STORED DATA: Begin

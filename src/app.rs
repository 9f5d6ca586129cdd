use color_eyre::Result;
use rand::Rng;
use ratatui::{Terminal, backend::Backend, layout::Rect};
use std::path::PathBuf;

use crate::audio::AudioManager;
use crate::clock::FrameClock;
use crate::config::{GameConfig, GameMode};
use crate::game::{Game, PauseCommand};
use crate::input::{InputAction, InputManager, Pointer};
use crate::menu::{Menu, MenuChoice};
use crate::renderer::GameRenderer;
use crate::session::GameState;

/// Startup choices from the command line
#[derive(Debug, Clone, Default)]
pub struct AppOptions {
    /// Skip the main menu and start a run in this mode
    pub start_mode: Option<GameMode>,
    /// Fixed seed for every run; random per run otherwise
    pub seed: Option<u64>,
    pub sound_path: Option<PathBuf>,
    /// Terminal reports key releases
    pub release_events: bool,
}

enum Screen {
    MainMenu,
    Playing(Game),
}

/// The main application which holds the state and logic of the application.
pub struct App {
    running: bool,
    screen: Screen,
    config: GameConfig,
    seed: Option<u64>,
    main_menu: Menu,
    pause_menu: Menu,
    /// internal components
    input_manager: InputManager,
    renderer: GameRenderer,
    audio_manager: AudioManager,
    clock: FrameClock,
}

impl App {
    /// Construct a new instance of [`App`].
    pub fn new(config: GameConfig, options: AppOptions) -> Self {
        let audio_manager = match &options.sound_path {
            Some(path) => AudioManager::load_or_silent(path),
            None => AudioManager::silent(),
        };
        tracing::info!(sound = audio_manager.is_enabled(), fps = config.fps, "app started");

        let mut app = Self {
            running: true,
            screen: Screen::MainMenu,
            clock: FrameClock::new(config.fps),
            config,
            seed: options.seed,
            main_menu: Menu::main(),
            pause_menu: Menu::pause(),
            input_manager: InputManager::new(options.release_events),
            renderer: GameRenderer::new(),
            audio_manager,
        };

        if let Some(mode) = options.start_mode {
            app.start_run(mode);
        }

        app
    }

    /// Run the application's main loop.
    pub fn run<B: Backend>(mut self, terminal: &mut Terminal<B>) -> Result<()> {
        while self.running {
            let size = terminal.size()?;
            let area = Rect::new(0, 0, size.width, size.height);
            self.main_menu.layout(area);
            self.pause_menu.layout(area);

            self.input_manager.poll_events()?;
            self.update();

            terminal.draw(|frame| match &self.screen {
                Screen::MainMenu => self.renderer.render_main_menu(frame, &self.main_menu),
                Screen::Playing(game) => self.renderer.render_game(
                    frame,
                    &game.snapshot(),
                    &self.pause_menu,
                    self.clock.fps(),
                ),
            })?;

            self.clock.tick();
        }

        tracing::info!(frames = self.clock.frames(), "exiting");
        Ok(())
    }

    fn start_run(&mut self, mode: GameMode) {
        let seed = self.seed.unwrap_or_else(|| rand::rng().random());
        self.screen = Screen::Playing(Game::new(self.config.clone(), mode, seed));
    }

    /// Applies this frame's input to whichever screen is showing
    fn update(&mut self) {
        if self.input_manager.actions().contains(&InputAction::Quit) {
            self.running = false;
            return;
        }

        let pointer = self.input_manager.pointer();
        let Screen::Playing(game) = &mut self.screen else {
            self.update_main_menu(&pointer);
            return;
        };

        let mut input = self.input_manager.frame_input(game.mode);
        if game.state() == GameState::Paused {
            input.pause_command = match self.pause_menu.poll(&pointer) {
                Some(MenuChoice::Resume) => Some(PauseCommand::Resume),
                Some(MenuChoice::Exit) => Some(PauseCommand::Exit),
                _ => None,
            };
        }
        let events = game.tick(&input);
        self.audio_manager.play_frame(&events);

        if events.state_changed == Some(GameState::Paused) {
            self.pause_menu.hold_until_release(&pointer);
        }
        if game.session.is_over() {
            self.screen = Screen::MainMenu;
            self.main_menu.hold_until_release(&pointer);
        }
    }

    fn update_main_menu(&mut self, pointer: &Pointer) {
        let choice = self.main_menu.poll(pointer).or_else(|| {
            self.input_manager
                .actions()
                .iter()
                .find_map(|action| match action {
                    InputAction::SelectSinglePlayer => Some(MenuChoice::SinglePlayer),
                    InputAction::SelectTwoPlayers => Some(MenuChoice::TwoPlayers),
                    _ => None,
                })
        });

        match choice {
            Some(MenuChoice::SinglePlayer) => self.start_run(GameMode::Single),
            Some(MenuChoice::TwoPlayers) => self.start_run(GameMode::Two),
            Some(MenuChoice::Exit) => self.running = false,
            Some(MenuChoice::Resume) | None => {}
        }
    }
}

STORED DATA: End

**TASK DIRECTIONS:** Note how many lines in the data above have the string "clock" in them, and give that number by itself.

**EXERCISE RESULT:** 6